Vampire Survivors sparked a wave of imitators, but the genre lacked an official name. Developers and players called it everything from "bullet heaven" to "reverse bullet hell" to "survival roguelike," creating confusion across Steam's storefront and gaming discourse.
Valve stepped in and established a standardized category. Steam now recognizes this specific subgenre with official tagging, giving players a consistent way to find games like Vampire Survivors, 20 Minutes Till Dawn, and Halls of Torment. The move cuts through years of fragmented naming conventions that scattered similar games across multiple categorical buckets.
Vampire Survivors, released by Poncle in 2021, created the template. Players control a character who auto-attacks while dodging waves of enemies. Unlike traditional bullet hells where avoiding fire is the core mechanic, these games flip the script. You handle hordes while surviving long enough to grow powerful through pickups and upgrades. The gameplay feels chaotic yet manageable, accessible yet demanding.
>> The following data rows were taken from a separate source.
//! # Galaxy
//!
//! A universe, its custom systems and its factions, loaded together.
//!
//! ## Data Directory
//!
//! | File            | Contents                       | Missing file      |
//! |-----------------|--------------------------------|-------------------|
//! | `universe.toml` | seed, current year, retries    | default universe  |
//! | `systems.toml`  | `[[system]]` custom systems    | no custom systems |
//! | `factions.toml` | `[[faction]]` definitions      | no factions       |

use std::path::Path;
use std::sync::Arc;

use galaxis_core::{BodyRng, Fixed, SystemPath};
use galaxis_factions::{Color, FactionRegistry, GovType, IngestReport};
use galaxis_procedural::{
    CustomSystemCatalog, FactionIndex, GeneratedSystem, Sector, SystemGenerator, Universe,
    UniverseConfig,
};
use tracing::debug;

use crate::error::GalaxisResult;

/// Salt mixed into the government roll so it never shares a stream with
/// body generation.
const POLIT_SALT: u32 = 0x504f_4c54;

/// One system of a survey.
#[derive(Debug, Clone, PartialEq)]
pub struct SurveyEntry {
    /// Generated star hierarchy.
    pub system: GeneratedSystem,
    /// Owning faction.
    pub faction: Option<FactionIndex>,
    /// Map colour of the owner.
    pub colour: Color,
    /// Government picked by the owner.
    pub government: GovType,
    /// Population estimate in billions, when authored.
    pub population: Option<Fixed>,
}

/// Every system of one sector, generated and labelled.
#[derive(Debug, Clone, PartialEq)]
pub struct SectorSurvey {
    /// Sector with faction labels assigned.
    pub sector: Sector,
    /// One entry per system, in slot order.
    pub entries: Vec<SurveyEntry>,
}

/// Universe plus factions.
#[derive(Debug)]
pub struct Galaxy {
    universe: Arc<Universe>,
    factions: FactionRegistry,
}

impl Galaxy {
    /// Creates a galaxy with no factions.
    #[must_use]
    pub fn new(universe: Universe) -> Self {
        let universe = Arc::new(universe);
        Self {
            factions: FactionRegistry::new(Arc::clone(&universe)),
            universe,
        }
    }

    /// Loads a galaxy from a data directory.
    ///
    /// # Errors
    ///
    /// Returns an error if a present file cannot be read or parsed.
    pub fn load(dir: impl AsRef<Path>) -> GalaxisResult<(Self, IngestReport)> {
        let dir = dir.as_ref();
        let universe_file = dir.join("universe.toml");
        let config = if universe_file.exists() {
            UniverseConfig::from_toml_file(&universe_file)?
        } else {
            UniverseConfig::default()
        };

        let systems_file = dir.join("systems.toml");
        let customs = if systems_file.exists() {
            CustomSystemCatalog::from_toml_file(&systems_file)?
        } else {
            CustomSystemCatalog::new()
        };

        let mut galaxy = Self::new(Universe::with_customs(config, customs));
        let factions_file = dir.join("factions.toml");
        let report = if factions_file.exists() {
            galaxy.factions.load_toml_file(&factions_file)?
        } else {
            IngestReport::default()
        };
        debug!(dir = %dir.display(), factions = galaxy.factions.len(), "loaded galaxy");
        Ok((galaxy, report))
    }

    /// Shared universe.
    #[inline]
    #[must_use]
    pub const fn universe(&self) -> &Arc<Universe> {
        &self.universe
    }

    /// Registered factions.
    #[inline]
    #[must_use]
    pub const fn factions(&self) -> &FactionRegistry {
        &self.factions
    }

    /// Registered factions, for further definitions.
    #[inline]
    pub fn factions_mut(&mut self) -> &mut FactionRegistry {
        &mut self.factions
    }

    /// Generates a sector and labels its systems with their owners.
    #[must_use]
    pub fn sector(&self, x: i32, y: i32, z: i32) -> Sector {
        let mut sector = Sector::new(&self.universe, x, y, z);
        sector.assign_factions(&self.factions);
        sector
    }

    /// Generates the system at `path`.
    ///
    /// # Errors
    ///
    /// Returns an error if the path does not name a system.
    pub fn system(&self, path: SystemPath) -> GalaxisResult<GeneratedSystem> {
        Ok(SystemGenerator::new(&self.universe, path)?.generate()?)
    }

    /// Generates every system of a sector with owner, colour and government.
    ///
    /// # Errors
    ///
    /// Returns an error if a system cannot be generated.
    pub fn survey(&self, x: i32, y: i32, z: i32) -> GalaxisResult<SectorSurvey> {
        let sector = self.sector(x, y, z);
        let mut entries = Vec::with_capacity(sector.len());

        for (index, slot) in sector.systems().iter().enumerate() {
            let system = SystemGenerator::from_sector(&self.universe, &sector, index)?.generate()?;
            let owner = slot.faction.and_then(|faction| self.factions.get(faction));
            let government = owner.map_or(GovType::None, |faction| {
                faction.pick_gov_type(&mut self.polit_rng(system.path))
            });

            entries.push(SurveyEntry {
                faction: slot.faction,
                colour: self.factions.colour_of(slot.faction),
                government,
                population: slot.population,
                system,
            });
        }
        Ok(SectorSurvey { sector, entries })
    }

    #[allow(clippy::cast_sign_loss)]
    fn polit_rng(&self, path: SystemPath) -> BodyRng {
        BodyRng::from_key([
            path.sector_x as u32,
            path.sector_y as u32,
            path.sector_z as u32,
            path.system_index,
            self.universe.seed(),
            POLIT_SALT,
        ])
    }
}

#[cfg(test)]
mod tests {
    use super::*;
    use galaxis_factions::FactionBuilder;

    #[test]
    fn test_empty_galaxy_survey_is_neutral() {
        let galaxy = Galaxy::new(Universe::new(UniverseConfig::default()));
        let survey = galaxy.survey(0, 0, 0).unwrap();
        assert_eq!(survey.entries.len(), survey.sector.len());
        for entry in &survey.entries {
            assert_eq!(entry.faction, None);
            assert_eq!(entry.colour, Color::NEUTRAL);
            assert_eq!(entry.government, GovType::None);
        }
    }

    #[test]
    fn test_survey_labels_owner_and_government() {
        let mut galaxy = Galaxy::new(Universe::new(UniverseConfig::default()));
        let universe = Arc::clone(galaxy.universe());
        let mut builder = FactionBuilder::new("Corp");
        builder
            .homeworld(&universe, 0, 0, 0, 0, 0)
            .govtype_weight("CORPORATE", 1)
            .colour(0.0, 1.0, 0.0);
        builder.add_to_factions(galaxy.factions_mut()).unwrap();

        let first = galaxy.survey(0, 0, 0).unwrap();
        assert!(first
            .entries
            .iter()
            .all(|entry| entry.faction == Some(0) && entry.government == GovType::Corporate));
        assert_eq!(first, galaxy.survey(0, 0, 0).unwrap());
    }

    #[test]
    fn test_system_matches_survey() {
        let galaxy = Galaxy::new(Universe::new(UniverseConfig::default()));
        let survey = galaxy.survey(1, -1, 0).unwrap();
        let path = SystemPath::system(1, -1, 0, 0);
        assert_eq!(galaxy.system(path).unwrap(), survey.entries[0].system);
    }

    #[test]
    fn test_load_missing_directory_uses_defaults() {
        let (galaxy, report) = Galaxy::load("/nonexistent/galaxis").unwrap();
        assert_eq!(galaxy.universe().seed(), galaxis_procedural::UNIVERSE_SEED);
        assert!(galaxy.universe().customs().is_empty());
        assert!(galaxy.factions().is_empty());
        assert_eq!(report, IngestReport::default());
    }
}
The naming problem plagued the genre from launch. "Bullet heaven" caught on with some communities because it inverts "bullet hell." Others preferred "reverse bullet hell." Still more called it a "horde survival roguelike." Each term gained traction in different pockets of the gaming world, splintering the audience and making discovery harder.
Steam's intervention matters. Platform-level categorization influences discoverability algorithms, recommendation systems, and store browsing. Players hunting for their next roguelike now find these games grouped together rather than scattered across survival, action, and traditional roguelike sections.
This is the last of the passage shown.